● Data provided:
╔══

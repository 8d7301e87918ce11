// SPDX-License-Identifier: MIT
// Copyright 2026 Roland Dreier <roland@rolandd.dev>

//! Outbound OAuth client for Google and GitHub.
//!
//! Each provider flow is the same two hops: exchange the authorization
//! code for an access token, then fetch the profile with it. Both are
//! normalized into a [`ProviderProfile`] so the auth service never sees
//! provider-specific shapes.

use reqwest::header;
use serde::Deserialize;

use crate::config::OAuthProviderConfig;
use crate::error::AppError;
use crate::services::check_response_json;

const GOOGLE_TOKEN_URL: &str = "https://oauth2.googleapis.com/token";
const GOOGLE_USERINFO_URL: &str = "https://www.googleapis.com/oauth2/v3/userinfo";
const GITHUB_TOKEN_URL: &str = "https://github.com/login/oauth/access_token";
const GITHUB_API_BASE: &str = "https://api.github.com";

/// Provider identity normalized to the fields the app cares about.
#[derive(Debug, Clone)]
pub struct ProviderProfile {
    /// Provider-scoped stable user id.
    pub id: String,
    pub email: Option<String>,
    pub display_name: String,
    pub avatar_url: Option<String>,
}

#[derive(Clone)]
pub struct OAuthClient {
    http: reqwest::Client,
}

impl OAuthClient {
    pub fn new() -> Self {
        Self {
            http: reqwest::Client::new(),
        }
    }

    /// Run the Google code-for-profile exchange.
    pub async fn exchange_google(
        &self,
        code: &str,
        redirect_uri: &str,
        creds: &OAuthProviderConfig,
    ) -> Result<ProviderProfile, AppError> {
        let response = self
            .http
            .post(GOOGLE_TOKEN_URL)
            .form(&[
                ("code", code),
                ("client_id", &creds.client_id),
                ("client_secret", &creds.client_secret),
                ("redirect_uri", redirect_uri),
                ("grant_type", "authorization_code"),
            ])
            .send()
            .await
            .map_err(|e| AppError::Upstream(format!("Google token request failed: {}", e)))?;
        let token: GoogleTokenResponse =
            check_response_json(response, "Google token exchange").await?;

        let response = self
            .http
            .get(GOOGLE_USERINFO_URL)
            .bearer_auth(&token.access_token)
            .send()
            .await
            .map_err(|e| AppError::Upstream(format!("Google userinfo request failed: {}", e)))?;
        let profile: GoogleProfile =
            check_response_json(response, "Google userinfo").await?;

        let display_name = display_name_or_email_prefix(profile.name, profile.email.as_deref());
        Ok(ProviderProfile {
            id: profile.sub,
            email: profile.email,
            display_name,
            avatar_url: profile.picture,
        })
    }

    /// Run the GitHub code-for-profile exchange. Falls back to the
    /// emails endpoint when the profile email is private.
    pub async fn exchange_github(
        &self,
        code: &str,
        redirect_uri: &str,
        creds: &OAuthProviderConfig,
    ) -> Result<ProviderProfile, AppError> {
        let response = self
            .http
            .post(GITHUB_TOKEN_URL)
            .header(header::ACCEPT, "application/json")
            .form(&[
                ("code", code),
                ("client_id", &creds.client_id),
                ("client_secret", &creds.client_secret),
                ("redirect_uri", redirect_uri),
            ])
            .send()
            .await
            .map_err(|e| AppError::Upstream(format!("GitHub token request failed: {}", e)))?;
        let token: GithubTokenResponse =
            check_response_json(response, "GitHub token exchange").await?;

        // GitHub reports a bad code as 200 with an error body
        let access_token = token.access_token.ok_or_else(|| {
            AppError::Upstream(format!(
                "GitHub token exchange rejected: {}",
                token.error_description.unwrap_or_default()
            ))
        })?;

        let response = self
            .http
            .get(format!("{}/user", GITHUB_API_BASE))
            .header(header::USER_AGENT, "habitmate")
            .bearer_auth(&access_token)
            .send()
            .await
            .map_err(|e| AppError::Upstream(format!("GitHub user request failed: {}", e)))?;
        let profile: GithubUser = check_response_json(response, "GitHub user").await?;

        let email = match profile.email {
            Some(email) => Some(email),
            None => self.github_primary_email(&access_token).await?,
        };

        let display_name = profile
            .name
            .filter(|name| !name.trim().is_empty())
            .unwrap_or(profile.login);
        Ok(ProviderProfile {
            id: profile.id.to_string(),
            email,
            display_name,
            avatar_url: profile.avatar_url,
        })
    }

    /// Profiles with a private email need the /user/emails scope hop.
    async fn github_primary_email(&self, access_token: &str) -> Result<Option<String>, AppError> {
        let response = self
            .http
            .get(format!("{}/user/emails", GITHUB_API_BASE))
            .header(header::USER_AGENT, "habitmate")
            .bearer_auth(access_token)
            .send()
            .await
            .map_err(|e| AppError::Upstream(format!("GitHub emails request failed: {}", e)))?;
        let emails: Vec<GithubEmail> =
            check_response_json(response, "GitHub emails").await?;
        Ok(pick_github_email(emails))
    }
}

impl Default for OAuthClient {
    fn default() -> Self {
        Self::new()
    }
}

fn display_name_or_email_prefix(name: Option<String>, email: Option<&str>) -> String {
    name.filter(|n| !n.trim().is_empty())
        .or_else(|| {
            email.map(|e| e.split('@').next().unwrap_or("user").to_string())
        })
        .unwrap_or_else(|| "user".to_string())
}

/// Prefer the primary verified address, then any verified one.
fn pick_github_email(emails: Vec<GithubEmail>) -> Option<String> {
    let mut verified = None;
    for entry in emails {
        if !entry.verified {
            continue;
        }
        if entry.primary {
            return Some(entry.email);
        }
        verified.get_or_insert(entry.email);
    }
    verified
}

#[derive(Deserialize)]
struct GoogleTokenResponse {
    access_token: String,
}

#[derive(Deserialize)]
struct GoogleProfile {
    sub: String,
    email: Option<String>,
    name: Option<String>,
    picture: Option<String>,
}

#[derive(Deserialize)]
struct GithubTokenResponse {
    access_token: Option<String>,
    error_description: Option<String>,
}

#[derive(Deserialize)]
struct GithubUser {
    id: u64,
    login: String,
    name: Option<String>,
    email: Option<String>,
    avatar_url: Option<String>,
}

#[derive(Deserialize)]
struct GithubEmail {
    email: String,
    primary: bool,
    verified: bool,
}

╚══
╔══

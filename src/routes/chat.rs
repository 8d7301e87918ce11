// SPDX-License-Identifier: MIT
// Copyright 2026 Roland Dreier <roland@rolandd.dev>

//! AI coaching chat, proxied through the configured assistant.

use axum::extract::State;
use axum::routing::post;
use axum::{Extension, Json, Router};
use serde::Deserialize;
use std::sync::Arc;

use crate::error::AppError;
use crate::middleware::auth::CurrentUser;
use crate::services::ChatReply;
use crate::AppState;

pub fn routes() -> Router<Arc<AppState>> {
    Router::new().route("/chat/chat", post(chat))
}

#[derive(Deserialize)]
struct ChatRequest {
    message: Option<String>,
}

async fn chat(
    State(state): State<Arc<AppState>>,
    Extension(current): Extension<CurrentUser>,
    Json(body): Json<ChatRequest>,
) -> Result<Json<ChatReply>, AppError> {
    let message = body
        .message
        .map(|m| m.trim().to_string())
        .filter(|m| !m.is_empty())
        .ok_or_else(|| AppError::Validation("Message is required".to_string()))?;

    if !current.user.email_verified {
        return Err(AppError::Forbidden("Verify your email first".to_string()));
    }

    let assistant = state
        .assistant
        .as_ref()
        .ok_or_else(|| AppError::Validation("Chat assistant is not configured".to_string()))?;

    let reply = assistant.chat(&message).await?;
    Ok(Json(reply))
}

╚══

● What is expected: Count the lines of the material holding "googleapis". Report the number alone.

● Solution to this exercise: 2